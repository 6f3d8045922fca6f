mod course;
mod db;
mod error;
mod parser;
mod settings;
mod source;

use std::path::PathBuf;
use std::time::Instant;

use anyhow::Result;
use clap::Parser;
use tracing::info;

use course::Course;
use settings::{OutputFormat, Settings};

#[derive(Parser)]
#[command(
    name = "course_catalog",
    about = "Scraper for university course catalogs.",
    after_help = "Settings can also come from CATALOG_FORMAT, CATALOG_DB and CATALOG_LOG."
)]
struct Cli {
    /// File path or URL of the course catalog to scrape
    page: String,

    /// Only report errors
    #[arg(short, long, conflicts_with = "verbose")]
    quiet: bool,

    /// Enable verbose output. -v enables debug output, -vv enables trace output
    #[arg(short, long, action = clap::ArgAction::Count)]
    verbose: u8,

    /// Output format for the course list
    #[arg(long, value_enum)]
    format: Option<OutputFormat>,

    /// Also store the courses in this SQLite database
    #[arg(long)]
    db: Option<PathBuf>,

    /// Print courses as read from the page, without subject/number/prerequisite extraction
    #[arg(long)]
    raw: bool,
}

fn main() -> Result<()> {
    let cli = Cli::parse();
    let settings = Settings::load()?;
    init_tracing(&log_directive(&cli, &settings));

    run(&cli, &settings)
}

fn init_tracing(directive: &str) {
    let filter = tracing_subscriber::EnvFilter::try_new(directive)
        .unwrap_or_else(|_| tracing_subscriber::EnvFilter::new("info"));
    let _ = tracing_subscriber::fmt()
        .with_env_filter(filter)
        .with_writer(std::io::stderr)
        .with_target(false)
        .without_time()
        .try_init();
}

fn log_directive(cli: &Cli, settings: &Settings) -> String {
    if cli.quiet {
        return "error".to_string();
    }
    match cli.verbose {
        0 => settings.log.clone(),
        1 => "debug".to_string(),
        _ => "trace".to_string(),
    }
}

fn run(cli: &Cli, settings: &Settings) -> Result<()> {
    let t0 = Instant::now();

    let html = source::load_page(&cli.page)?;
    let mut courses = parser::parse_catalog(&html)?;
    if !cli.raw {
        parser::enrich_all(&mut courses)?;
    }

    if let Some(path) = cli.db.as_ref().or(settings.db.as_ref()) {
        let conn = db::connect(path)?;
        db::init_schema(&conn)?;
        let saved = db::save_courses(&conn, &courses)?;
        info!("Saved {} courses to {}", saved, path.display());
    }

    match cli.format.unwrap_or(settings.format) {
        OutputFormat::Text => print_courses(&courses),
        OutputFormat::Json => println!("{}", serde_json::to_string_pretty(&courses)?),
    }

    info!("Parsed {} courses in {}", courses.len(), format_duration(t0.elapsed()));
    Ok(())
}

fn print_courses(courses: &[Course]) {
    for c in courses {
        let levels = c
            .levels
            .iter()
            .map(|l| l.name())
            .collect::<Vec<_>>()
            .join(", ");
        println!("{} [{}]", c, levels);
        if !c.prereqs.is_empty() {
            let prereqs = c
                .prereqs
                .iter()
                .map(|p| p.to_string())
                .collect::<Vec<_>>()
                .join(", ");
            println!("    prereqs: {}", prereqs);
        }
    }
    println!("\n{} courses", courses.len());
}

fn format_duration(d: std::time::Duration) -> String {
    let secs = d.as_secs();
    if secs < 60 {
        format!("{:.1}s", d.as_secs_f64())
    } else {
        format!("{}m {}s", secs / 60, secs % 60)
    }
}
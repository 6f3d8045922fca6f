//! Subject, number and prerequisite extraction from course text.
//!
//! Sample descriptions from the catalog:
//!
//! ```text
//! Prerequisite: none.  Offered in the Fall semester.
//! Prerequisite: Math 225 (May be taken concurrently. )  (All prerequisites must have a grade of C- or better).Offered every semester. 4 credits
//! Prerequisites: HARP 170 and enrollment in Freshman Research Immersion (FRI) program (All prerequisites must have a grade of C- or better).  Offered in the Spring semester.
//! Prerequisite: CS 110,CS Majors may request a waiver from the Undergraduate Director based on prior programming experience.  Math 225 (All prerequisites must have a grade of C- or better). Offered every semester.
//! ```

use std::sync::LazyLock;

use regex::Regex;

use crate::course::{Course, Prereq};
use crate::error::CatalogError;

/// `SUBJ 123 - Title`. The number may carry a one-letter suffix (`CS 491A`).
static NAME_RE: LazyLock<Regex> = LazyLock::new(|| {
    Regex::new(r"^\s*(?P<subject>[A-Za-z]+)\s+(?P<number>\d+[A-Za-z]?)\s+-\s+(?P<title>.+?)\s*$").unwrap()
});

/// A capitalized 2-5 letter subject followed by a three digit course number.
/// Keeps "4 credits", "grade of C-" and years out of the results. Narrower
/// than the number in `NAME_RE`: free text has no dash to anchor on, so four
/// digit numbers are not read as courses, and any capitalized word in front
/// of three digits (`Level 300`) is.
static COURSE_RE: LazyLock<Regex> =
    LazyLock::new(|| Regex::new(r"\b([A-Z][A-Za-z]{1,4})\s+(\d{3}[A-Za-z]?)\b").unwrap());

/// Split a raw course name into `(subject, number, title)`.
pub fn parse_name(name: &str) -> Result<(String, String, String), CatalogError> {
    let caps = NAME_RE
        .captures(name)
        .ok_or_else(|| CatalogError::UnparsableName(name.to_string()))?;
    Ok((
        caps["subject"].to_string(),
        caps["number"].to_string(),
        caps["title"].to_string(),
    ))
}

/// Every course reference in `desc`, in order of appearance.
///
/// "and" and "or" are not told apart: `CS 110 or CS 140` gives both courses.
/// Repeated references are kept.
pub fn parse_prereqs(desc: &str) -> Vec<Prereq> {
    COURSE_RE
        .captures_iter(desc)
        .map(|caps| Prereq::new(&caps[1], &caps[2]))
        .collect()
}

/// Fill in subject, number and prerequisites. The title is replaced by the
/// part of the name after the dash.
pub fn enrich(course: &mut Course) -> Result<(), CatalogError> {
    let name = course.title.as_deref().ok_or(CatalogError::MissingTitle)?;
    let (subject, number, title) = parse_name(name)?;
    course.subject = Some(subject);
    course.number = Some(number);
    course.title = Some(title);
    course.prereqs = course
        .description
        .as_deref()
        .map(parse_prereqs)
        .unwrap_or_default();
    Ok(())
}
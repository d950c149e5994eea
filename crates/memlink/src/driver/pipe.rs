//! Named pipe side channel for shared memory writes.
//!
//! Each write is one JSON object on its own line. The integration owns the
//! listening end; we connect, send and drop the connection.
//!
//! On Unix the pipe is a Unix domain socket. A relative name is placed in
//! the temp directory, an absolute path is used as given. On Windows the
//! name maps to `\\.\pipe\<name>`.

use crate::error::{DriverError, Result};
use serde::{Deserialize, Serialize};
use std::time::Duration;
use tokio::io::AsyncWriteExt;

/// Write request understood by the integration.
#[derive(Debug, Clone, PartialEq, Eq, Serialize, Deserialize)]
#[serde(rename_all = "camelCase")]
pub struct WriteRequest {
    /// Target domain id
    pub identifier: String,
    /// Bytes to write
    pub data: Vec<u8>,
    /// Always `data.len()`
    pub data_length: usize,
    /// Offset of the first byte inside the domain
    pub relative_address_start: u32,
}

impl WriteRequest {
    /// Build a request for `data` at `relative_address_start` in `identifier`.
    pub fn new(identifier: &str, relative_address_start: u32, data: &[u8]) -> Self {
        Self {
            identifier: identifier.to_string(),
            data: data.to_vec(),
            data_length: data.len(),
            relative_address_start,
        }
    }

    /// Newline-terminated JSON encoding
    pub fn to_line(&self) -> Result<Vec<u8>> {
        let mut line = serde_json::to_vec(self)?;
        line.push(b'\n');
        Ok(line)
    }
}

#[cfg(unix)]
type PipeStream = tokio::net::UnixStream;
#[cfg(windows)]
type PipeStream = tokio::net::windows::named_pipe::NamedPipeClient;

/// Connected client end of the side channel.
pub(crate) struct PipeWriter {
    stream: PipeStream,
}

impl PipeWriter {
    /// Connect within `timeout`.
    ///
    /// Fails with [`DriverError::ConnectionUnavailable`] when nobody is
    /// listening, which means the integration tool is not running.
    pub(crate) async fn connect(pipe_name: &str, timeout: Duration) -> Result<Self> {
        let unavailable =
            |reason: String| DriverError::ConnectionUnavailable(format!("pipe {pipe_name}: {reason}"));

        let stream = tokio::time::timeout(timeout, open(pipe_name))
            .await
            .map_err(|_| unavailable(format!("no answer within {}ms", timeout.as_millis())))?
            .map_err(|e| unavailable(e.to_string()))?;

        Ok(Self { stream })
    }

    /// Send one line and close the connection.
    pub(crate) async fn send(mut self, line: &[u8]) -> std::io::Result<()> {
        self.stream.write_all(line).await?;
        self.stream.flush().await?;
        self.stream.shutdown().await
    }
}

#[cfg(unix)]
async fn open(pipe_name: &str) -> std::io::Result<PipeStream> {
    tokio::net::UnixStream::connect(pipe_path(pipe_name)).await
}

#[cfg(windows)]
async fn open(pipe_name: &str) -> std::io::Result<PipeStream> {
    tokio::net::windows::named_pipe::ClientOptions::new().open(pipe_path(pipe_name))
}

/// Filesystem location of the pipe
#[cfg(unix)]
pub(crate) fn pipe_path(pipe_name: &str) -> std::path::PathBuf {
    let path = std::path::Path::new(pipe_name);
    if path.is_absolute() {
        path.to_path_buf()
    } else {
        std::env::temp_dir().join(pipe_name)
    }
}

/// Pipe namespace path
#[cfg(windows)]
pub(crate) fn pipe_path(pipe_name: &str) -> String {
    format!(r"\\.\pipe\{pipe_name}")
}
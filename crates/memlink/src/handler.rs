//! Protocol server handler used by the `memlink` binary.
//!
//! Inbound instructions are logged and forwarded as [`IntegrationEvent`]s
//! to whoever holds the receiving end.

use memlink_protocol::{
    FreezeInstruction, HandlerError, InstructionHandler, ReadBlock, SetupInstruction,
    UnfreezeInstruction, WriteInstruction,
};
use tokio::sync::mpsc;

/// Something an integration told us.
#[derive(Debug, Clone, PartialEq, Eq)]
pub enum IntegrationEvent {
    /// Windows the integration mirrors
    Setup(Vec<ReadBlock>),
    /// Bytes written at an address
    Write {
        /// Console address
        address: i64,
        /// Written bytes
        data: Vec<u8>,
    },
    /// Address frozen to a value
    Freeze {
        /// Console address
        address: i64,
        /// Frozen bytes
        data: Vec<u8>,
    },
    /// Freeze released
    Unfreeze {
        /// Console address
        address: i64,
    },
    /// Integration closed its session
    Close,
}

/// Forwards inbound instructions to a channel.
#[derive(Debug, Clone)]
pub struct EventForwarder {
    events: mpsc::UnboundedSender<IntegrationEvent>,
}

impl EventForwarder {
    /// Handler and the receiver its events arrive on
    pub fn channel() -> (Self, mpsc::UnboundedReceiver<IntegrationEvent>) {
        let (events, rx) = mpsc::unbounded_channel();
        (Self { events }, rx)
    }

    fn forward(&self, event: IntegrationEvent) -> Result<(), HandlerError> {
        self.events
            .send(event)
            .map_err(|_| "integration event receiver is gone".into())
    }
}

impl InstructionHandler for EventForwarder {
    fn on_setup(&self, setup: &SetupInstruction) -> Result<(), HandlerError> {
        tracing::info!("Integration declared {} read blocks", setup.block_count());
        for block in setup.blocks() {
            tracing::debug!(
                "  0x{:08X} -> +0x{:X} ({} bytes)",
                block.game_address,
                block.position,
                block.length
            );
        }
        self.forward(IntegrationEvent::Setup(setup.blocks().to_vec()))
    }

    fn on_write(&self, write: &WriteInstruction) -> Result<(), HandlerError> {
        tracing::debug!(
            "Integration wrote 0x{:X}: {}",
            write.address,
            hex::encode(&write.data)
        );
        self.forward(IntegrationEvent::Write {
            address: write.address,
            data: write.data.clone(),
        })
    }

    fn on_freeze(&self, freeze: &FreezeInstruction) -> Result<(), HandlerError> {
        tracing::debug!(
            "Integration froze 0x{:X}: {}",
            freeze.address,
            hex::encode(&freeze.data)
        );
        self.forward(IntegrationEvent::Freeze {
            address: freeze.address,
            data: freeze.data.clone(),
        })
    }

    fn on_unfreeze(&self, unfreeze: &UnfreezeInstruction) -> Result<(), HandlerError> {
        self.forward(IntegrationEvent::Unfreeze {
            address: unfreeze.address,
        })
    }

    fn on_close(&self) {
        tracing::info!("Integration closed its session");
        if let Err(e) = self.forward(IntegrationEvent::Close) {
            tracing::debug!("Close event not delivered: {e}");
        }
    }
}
====================
From the records, copy every line that has the string "grade" in it.

**Output of the exercise**
//! Prerequisite: Math 225 (May be taken concurrently. )  (All prerequisites must have a grade of C- or better).Offered every semester. 4 credits
//! Prerequisites: HARP 170 and enrollment in Freshman Research Immersion (FRI) program (All prerequisites must have a grade of C- or better).  Offered in the Spring semester.
//! Prerequisite: CS 110,CS Majors may request a waiver from the Undergraduate Director based on prior programming experience.  Math 225 (All prerequisites must have a grade of C- or better). Offered every semester.
/// Keeps "4 credits", "grade of C-" and years out of the results. Narrower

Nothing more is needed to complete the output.